SANDRA L. KIRWOOD vs. ROGER W. KIRWOOD
27 Mass. App. Ct. 1156
June 7, 1989
Anne M. Rideout for Sandra L. Kirwood.
James O’S. Morton for Roger W. Kirwood.
After the parties’ son, Joshua, turned eighteen on May 8, 1987, the defendant terminated the child support payment of $100 per week that he had been paying pursuant to the judgment of divorce entered on November 18, 1976. The plaintiff filed a complaint for modification in which she alleged, pursuant to the provisions of G. L. c. 208, Section 28, as amended through St. 1985, c. 490, Section 1, [Note 1] that Joshua continued to be domiciled with her, and that he was principally dependent upon her for support. The complaint sought to continue (and increase) the support paid by the defendant for Joshua. A judge of the Probate and Family Court held an evidentiary hearing and concluded that Joshua was not principally dependent on the plaintiff for his maintenance. The plaintiff has appealed from the judgment dismissing her complaint. [Note 2] We affirm.

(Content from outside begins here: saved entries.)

//! Studio client configuration loaded from environment variables.
//!
//! # Environment Variables
//!
//! ## Optional
//! - `LINGOFY_API_URL` - Base URL of the Lingofy server (default: `http://localhost:3001`)
//! - `LINGOFY_API_TIMEOUT_SECS` - Per-request timeout in seconds (default: 30)

use std::time::Duration;

use thiserror::Error;
use url::Url;

const DEFAULT_API_URL: &str = "http://localhost:3001";
const DEFAULT_TIMEOUT_SECS: u64 = 30;

/// Configuration errors that can occur during loading.
#[derive(Debug, Error)]
pub enum ConfigError {
    #[error("Invalid environment variable {0}: {1}")]
    InvalidEnvVar(String, String),
}

/// Where and how the studio reaches the Lingofy server.
#[derive(Debug, Clone)]
pub struct StudioConfig {
    /// Base URL of the server, without the `/api/v1` prefix
    pub api_url: Url,
    /// Timeout applied to every request
    pub timeout: Duration,
}

impl StudioConfig {
    /// Load configuration from environment variables.
    ///
    /// Calls `dotenvy::dotenv()` to load from `.env` file if present.
    ///
    /// # Errors
    ///
    /// Returns `ConfigError` if a variable is set but cannot be parsed.
    pub fn from_env() -> Result<Self, ConfigError> {
        // Load .env file if present (ignore errors if not found)
        let _ = dotenvy::dotenv();

        let api_url = get_env_or_default("LINGOFY_API_URL", DEFAULT_API_URL);
        let api_url = Url::parse(&api_url).map_err(|e| {
            ConfigError::InvalidEnvVar("LINGOFY_API_URL".to_string(), e.to_string())
        })?;

        let timeout = match std::env::var("LINGOFY_API_TIMEOUT_SECS") {
            Ok(value) => value.parse::<u64>().map_err(|e| {
                ConfigError::InvalidEnvVar("LINGOFY_API_TIMEOUT_SECS".to_string(), e.to_string())
            })?,
            Err(_) => DEFAULT_TIMEOUT_SECS,
        };

        Ok(Self {
            api_url,
            timeout: Duration::from_secs(timeout),
        })
    }

    /// Configuration pointing at `api_url` with the default timeout.
    #[must_use]
    pub const fn new(api_url: Url) -> Self {
        Self {
            api_url,
            timeout: Duration::from_secs(DEFAULT_TIMEOUT_SECS),
        }
    }
}

/// Get an environment variable with a default value.
fn get_env_or_default(key: &str, default: &str) -> String {
    std::env::var(key).unwrap_or_else(|_| default.to_string())
}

The provision of G. L. c. 208, Section 28, involved in this case is designed to cover the special situation of a child, between the ages of eighteen and twenty-one, who continues to be primarily dependent for maintenance upon the parent with whom he or she is domiciled. In considering the statutory question, a judge should not limit inquiry solely to the direct financial contributions made by the parties. In addition to those contributions, the judge should take into account the parties’ resources, indirect financial obligations incurred by the custodial parent (such as the cost of maintaining a room for the child in the home as that cost relates to expenses such as rent, mortgage payments, insurance, utilities, etc.), as well as relevant noneconomic factors, such as the parents’ respective involvement with the child’s care and well-being. See Earle v. Earle, 13 Mass. App. Ct. 1062 , 1064 (1982). See also Silvia v. Silvia, 9 Mass. App. Ct. 339 , 340-342 (1980); Kirtz v. Kirtz, 12 Mass. App. Ct. 141 , 147 (1981). Cf. Bosworth v. Commonwealth, 397 Mass. 712 , 714-715 (1986).
The judge heard evidence concerning the income and assets of the parties; the financial and nonfinancial needs of Joshua, including his extraordinary medical expenses; financial and nonfinancial contributions made by the parties toward his maintenance and education; and the amount and nature of the time spent by each parent with him.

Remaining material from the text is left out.